Dataset entries:
• • • • •

impl NetworkController {
    /// Creates a controller. Nothing is connected until [`Self::initialize_provider`].
    #[must_use]
    pub fn new(options: NetworkControllerOptions, factory: Arc<dyn ClientFactory>) -> Self {
        let (provider_store, _) = watch::channel(options.provider);
        let (network_store, _) = watch::channel(NetworkStatus::Loading);
        let (settings_store, _) = watch::channel(NetworkSettings::default());
        let (events, _) = broadcast::channel(EVENT_CAPACITY);
        Self {
            inner: Arc::new(ControllerInner {
                factory,
                artemis_rpc_url: options.artemis_rpc_url,
                provider_store,
                network_store,
                settings_store,
                events,
                base_params: OnceLock::new(),
                board: Mutex::new(Switchboard::default()),
            }),
        }
    }

    /// Connects to the stored provider configuration and looks up its network.
    ///
    /// Only the first call has an effect; later calls are logged and ignored.
    /// A failed lookup leaves the network in [`NetworkStatus::Loading`].
    ///
    /// # Errors
    ///
    /// Returns an error if no client can be built for the stored configuration.
    pub async fn initialize_provider(&self, params: ProviderParams) -> Result<(), Error> {
        if self.inner.base_params.set(params).is_err() {
            tracing::warn!("network controller already initialized");
            return Ok(());
        }
        let config = self.get_provider_config();
        tracing::debug!(?config, "initializing provider");

        let configured = self.configure_provider(&config)?;
        self.install(&mut lock(&self.inner.board), configured);
        self.lookup_network(true).await;
        Ok(())
    }

    /// Whether [`Self::initialize_provider`] has connected a provider.
    #[must_use]
    pub fn is_initialized(&self) -> bool {
        lock(&self.inner.board).handles.is_some()
    }

    /// The proxy handles. They stay valid across every later network switch.
    ///
    /// Returns `None` before the first provider has been configured.
    #[must_use]
    pub fn get_provider_and_block_tracker(&self) -> Option<ProviderHandles> {
        lock(&self.inner.board).handles.clone()
    }

    /// Re-runs the network lookup if the network is still loading.
    pub async fn verify_network(&self) {
        if self.is_network_loading() {
            self.lookup_network(false).await;
        }
    }

    /// Current network status.
    #[must_use]
    pub fn get_network_state(&self) -> NetworkStatus {
        self.inner.network_store.borrow().clone()
    }

    /// Current network settings.
    #[must_use]
    pub fn get_network_config(&self) -> NetworkSettings {
        self.inner.settings_store.borrow().clone()
    }

    /// Current provider configuration.
    #[must_use]
    pub fn get_provider_config(&self) -> ProviderConfig {
        self.inner.provider_store.borrow().clone()
    }

    /// Whether the network is unresolved.
    #[must_use]
    pub fn is_network_loading(&self) -> bool {
        self.inner.network_store.borrow().is_loading()
    }

    /// All three state slices at once.
    #[must_use]
    pub fn state(&self) -> NetworkControllerState {
        let _board = lock(&self.inner.board);
        NetworkControllerState {
            provider: self.get_provider_config(),
            network: self.get_network_state(),
            settings: self.get_network_config(),
        }
    }

    /// The custom network currently recorded in the registry.
    #[must_use]
    pub fn custom_network(&self) -> Option<RegistryEntry> {
        lock(&self.inner.board).registry.custom().cloned()
    }

    /// Observes provider configuration changes.
    #[must_use]
    pub fn watch_provider(&self) -> watch::Receiver<ProviderConfig> {
        self.inner.provider_store.subscribe()
    }

    /// Observes network status changes.
    #[must_use]
    pub fn watch_network(&self) -> watch::Receiver<NetworkStatus> {
        self.inner.network_store.subscribe()
    }

    /// Observes network settings changes.
    #[must_use]
    pub fn watch_settings(&self) -> watch::Receiver<NetworkSettings> {
        self.inner.settings_store.subscribe()
    }

    /// Receives a [`NetworkEvent::NetworkDidChange`] for every switch and for
    /// the completed initial lookup.
    #[must_use]
    pub fn subscribe(&self) -> broadcast::Receiver<NetworkEvent> {
        self.inner.events.subscribe()
    }

    /// Asks the active endpoint which network it is on and publishes the answer.
    ///
    /// Does nothing if no provider is configured yet. When `is_initial_call`
    /// is set and the lookup resolves, a [`NetworkEvent::NetworkDidChange`] is
    /// published so dependents can resynchronise.
    pub async fn lookup_network(&self, is_initial_call: bool) {
        let (transport, provider_type, epoch, initial) = {
            let board = lock(&self.inner.board);
            let Some(transport) = board.active.clone() else {
                tracing::warn!("network lookup aborted due to missing provider");
                return;
            };
            (
                transport,
                self.inner.provider_store.borrow().provider_type,
                board.epoch,
                self.get_network_state(),
            )
        };
        tracing::debug!(%provider_type, is_initial_call, "looking up network");

        let result = net_version(transport.as_ref()).await;

        {
            let board = lock(&self.inner.board);
            if board.epoch != epoch || self.get_network_state() != initial {
                tracing::debug!(%provider_type, "discarding stale network lookup");
                return;
            }
            let reported = match result {
                Ok(reported) => reported,
                Err(err) => {
                    tracing::warn!(%provider_type, error = %err, "network lookup failed");
                    self.inner.network_store.send_replace(NetworkStatus::Loading);
                    return;
                }
            };
            let reported = if provider_type == ProviderType::Artemis {
                ARTEMIS_CODE.to_owned()
            } else {
                reported
            };
            tracing::info!(%provider_type, network = %reported, "net_version returned");

            let network = board
                .registry
                .pinned_chain_id(provider_type)
                .map_or(reported, ToOwned::to_owned);
            self.inner
                .network_store
                .send_replace(NetworkStatus::Resolved(network));
        }

        if is_initial_call {
            self.emit(NetworkEvent::NetworkDidChange(provider_type));
        }
    }

    /// Switches to a named, local or private network.
    ///
    /// # Errors
    ///
    /// Returns [`Error::DisallowedProviderType`] for [`ProviderType::Rpc`],
    /// which must go through [`Self::set_custom_rpc`], and an error if no
    /// client can be built for `config`. Nothing changes on error.
    pub fn set_provider_config(&self, config: ProviderConfig) -> Result<(), Error> {
        if config.provider_type == ProviderType::Rpc {
            return Err(Error::DisallowedProviderType {
                provider_type: config.provider_type.to_string(),
                hint: "set_custom_rpc",
            });
        }
        self.switch_network(config)
    }

    /// Switches to `provider_type` with default settings.
    ///
    /// # Errors
    ///
    /// See [`Self::set_provider_config`].
    pub fn set_provider_type(&self, provider_type: ProviderType) -> Result<(), Error> {
        self.set_provider_config(ProviderConfig::new(provider_type))
    }

    /// Switches to a user-supplied RPC endpoint.
    ///
    /// # Errors
    ///
    /// Returns an error if no client can be built for the endpoint.
    pub fn set_custom_rpc(&self, rpc: CustomRpc) -> Result<(), Error> {
        self.switch_network(rpc.into())
    }

    /// Rebuilds the client for the current configuration.
    ///
    /// # Errors
    ///
    /// Returns an error if no client can be built.
    pub fn reset_connection(&self) -> Result<(), Error> {
        self.switch_network(self.get_provider_config())
    }

    fn switch_network(&self, config: ProviderConfig) -> Result<(), Error> {
        let configured = self.configure_provider(&config)?;
        let provider_type = config.provider_type;
        {
            let mut board = lock(&self.inner.board);
            board.epoch += 1;
            self.inner.provider_store.send_replace(config);
            self.inner.network_store.send_replace(NetworkStatus::Loading);
            self.install(&mut board, configured);
        }
        tracing::info!(%provider_type, "network switched");
        self.emit(NetworkEvent::NetworkDidChange(provider_type));
        Ok(())
    }

    fn emit(&self, event: NetworkEvent) {
        tracing::debug!(?event, "emitting network event");
        // No subscribers is not an error.
        let _ = self.inner.events.send(event);
    }

    /// Builds the client for `config`, one factory call per provider type.
    fn configure_provider(&self, config: &ProviderConfig) -> Result<Configured, Error> {
        match config.provider_type {
            network @ (ProviderType::Mainnet
            | ProviderType::Ropsten
            | ProviderType::Rinkeby
            | ProviderType::Kovan
            | ProviderType::Goerli) => self.configure_infura_provider(network),
            ProviderType::Localhost => self.configure_localhost_provider(),
            ProviderType::Rpc => self.configure_standard_provider(config),
            ProviderType::Artemis => self.configure_artemis_provider(),
        }
    }

    fn configure_infura_provider(&self, network: ProviderType) -> Result<Configured, Error> {
        tracing::info!(%network, "configuring Infura provider");
        Ok(Configured {
            client: self.inner.factory.infura_client(network)?,
            custom_entry: None,
            settings: NetworkSettings::default(),
        })
    }

    fn configure_localhost_provider(&self) -> Result<Configured, Error> {
        tracing::info!("configuring localhost provider");
        Ok(Configured {
            client: self.inner.factory.localhost_client()?,
            custom_entry: None,
            settings: NetworkSettings {
                rpc_url: Url::parse(LOCALHOST_RPC_URL).ok(),
                ..NetworkSettings::default()
            },
        })
    }

    fn configure_standard_provider(&self, config: &ProviderConfig) -> Result<Configured, Error> {
        let rpc_url = config
            .rpc_target
            .clone()
            .ok_or_else(|| Error::config("custom RPC configuration has no rpcTarget"))?;
        tracing::info!(%rpc_url, "configuring standard provider");
        let ticker = if config.ticker.is_empty() {
            DEFAULT_TICKER.to_owned()
        } else {
            config.ticker.clone()
        };
        self.custom_configured(RegistryEntry {
            chain_id: config.chain_id.clone(),
            rpc_url,
            ticker,
            nickname: config.nickname.clone(),
        })
    }

    fn configure_artemis_provider(&self) -> Result<Configured, Error> {
        let rpc_url = self.inner.artemis_rpc_url.clone();
        tracing::info!(%rpc_url, "configuring Artemis provider");
        self.custom_configured(RegistryEntry {
            chain_id: Some(ARTEMIS_CODE.to_owned()),
            rpc_url,
            ticker: DEFAULT_TICKER.to_owned(),
            nickname: Some(ARTEMIS_DISPLAY_NAME.to_owned()),
        })
    }

    fn custom_configured(&self, entry: RegistryEntry) -> Result<Configured, Error> {
        let client = self.inner.factory.json_rpc_client(&entry.rpc_url)?;
        let settings = NetworkSettings {
            ticker: entry.ticker.clone(),
            network: entry.chain_id.clone(),
            chain_id: entry.chain_id.clone(),
            rpc_url: Some(entry.rpc_url.clone()),
            nickname: entry.nickname.clone(),
        };
        Ok(Configured {
            client,
            custom_entry: Some(entry),
            settings,
        })
    }

    /// Publishes `configured` and points the proxies at it.
    fn install(&self, board: &mut Switchboard, configured: Configured) {
        if let Some(entry) = configured.custom_entry {
            board.registry.set_custom(entry);
        }
        self.inner.settings_store.send_replace(configured.settings);

        let params = self.inner.base_params.get().cloned().unwrap_or_default();
        let provider: Arc<dyn Transport> = Arc::new(WalletMiddleware::new(
            params,
            configured.client.transport,
        ));
        let block_tracker: Arc<dyn BlockTracker> = configured.client.block_tracker;

        match &board.handles {
            Some(handles) => {
                handles.provider.rebind(Arc::clone(&provider));
                handles.block_tracker.rebind(block_tracker);
            }
            None => {
                board.handles = Some(ProviderHandles {
                    provider: ProviderProxy::bind(Arc::clone(&provider)),
                    block_tracker: BlockTrackerProxy::bind(block_tracker),
                });
            }
        }
        board.active = Some(provider);
    }
}
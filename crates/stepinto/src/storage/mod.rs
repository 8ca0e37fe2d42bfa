//! Store backend implementations.
//!
//! This module provides concrete implementations of the
//! `stepinto_core::ItemStore` contract, selected via feature flags.
//!
//! # Feature Flags
//!
//! - `dynamodb` (default): AWS DynamoDB store using `aws-sdk-dynamodb`
//! - `inmemory` (default): process-local store for tests and demos
//!
//! Unlike a repository layer, the backends do not exclude each other: the
//! DAO picks one at construction time.

#[cfg(feature = "dynamodb")]
pub mod dynamodb;

#[cfg(feature = "inmemory")]
pub mod inmemory;

#[cfg(feature = "dynamodb")]
pub use dynamodb::DynamoDbStore;

#[cfg(feature = "inmemory")]
pub use inmemory::InMemoryStore;
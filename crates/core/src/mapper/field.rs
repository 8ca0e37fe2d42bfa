use std::borrow::Cow;

use serde_json::Value;

use crate::error::{Error, Result};
use crate::namespace::{
    require_raw, FieldNamespace, ItemKey, Namespace, PK_ATTRIBUTE, SK_ATTRIBUTE,
};
use crate::store::{Dto, Item};

use super::KeyMapper;

/// Derives composite keys from designated DTO fields.
///
/// `pk` and `sk` are stripped on the way out and regenerated on the way in,
/// so `to_item(to_dto(item))` reproduces the original keys.
#[derive(Debug, Clone, PartialEq, Eq)]
pub struct FieldMapper {
    config: FieldNamespace,
}

impl FieldMapper {
    pub fn new(config: FieldNamespace) -> Self {
        Self { config }
    }

    pub fn pk_field(&self) -> &str {
        &self.config.pk_field
    }

    pub fn sk_field(&self) -> &str {
        &self.config.sk_field
    }

    fn raw_field<'a>(&self, dto: &'a Dto, field: &str) -> Result<Cow<'a, str>> {
        let raw = match dto.get(field) {
            Some(Value::String(s)) => Cow::Borrowed(s.as_str()),
            Some(Value::Number(n)) => Cow::Owned(n.to_string()),
            Some(Value::Bool(b)) => Cow::Owned(b.to_string()),
            Some(other) => {
                return Err(Error::InvalidArgument(format!(
                    "Invalid DTO: key field '{field}' must be a scalar, got {other}"
                )))
            }
            None => {
                return Err(Error::InvalidArgument(format!(
                    "Invalid DTO: missing key field '{field}'"
                )))
            }
        };
        require_raw(&raw, &format!("DTO field '{field}'"))?;
        Ok(raw)
    }
}

impl KeyMapper for FieldMapper {
    fn namespace(&self) -> &Namespace {
        &self.config.namespace
    }

    fn item_key(&self, pk: &str, sk: &str) -> Result<ItemKey> {
        require_raw(pk, "partition key")?;
        require_raw(sk, "sort key")?;
        let keys = self.namespaced_keys(pk, Some(sk));
        Ok(ItemKey {
            pk: keys.pk,
            sk: keys.sk.unwrap_or_default(),
        })
    }

    fn partition_key(&self, pk: &str) -> Result<String> {
        require_raw(pk, "partition key")?;
        Ok(self.namespaced_keys(pk, None).pk)
    }

    fn to_item(&self, dto: &Dto) -> Result<Item> {
        let raw_pk = self.raw_field(dto, &self.config.pk_field)?;
        let raw_sk = self.raw_field(dto, &self.config.sk_field)?;
        let keys = self.namespaced_keys(&raw_pk, Some(raw_sk.as_ref()));

        let mut item = dto.clone();
        // Derived keys win over any stray `pk`/`sk` field in the DTO.
        item.insert(PK_ATTRIBUTE.to_string(), Value::String(keys.pk));
        item.insert(
            SK_ATTRIBUTE.to_string(),
            Value::String(keys.sk.unwrap_or_default()),
        );
        Ok(item)
    }

    fn to_dto(&self, item: &Item) -> Dto {
        let mut dto = item.clone();
        dto.remove(PK_ATTRIBUTE);
        dto.remove(SK_ATTRIBUTE);
        dto
    }
}
//! Core of the stepinto data layer.
//!
//! Everything in this crate is store-agnostic: key derivation, item mapping
//! and the item DAO are written against the [`store::ItemStore`] contract so
//! the DynamoDB adapter and the in-memory store can be swapped freely.

pub mod dao;
pub mod error;
pub mod mapper;
pub mod namespace;
pub mod store;

pub use dao::ItemDao;
pub use error::{Error, Result};
pub use mapper::{FieldMapper, KeyMapper, PrefixValidator};
pub use namespace::{FieldNamespace, ItemKey, Namespace, NamespacedKeys};
pub use store::{
    Attributes, ContinuationToken, Dto, Item, ItemStore, QueryPage, QueryRequest, StoreError,
};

• • • • •

ACTIVITY: The required answer is the exact run of lines above starting at the line with "DTO: missing key" and ending at the line with "let raw_pk = self.raw_field(dto, &self.config.pk_field)?;", with both ends present.

THE ANSWER:
                    "Invalid DTO: missing key field '{field}'"
                )))
            }
        };
        require_raw(&raw, &format!("DTO field '{field}'"))?;
        Ok(raw)
    }
}

impl KeyMapper for FieldMapper {
    fn namespace(&self) -> &Namespace {
        &self.config.namespace
    }

    fn item_key(&self, pk: &str, sk: &str) -> Result<ItemKey> {
        require_raw(pk, "partition key")?;
        require_raw(sk, "sort key")?;
        let keys = self.namespaced_keys(pk, Some(sk));
        Ok(ItemKey {
            pk: keys.pk,
            sk: keys.sk.unwrap_or_default(),
        })
    }

    fn partition_key(&self, pk: &str) -> Result<String> {
        require_raw(pk, "partition key")?;
        Ok(self.namespaced_keys(pk, None).pk)
    }

    fn to_item(&self, dto: &Dto) -> Result<Item> {
        let raw_pk = self.raw_field(dto, &self.config.pk_field)?;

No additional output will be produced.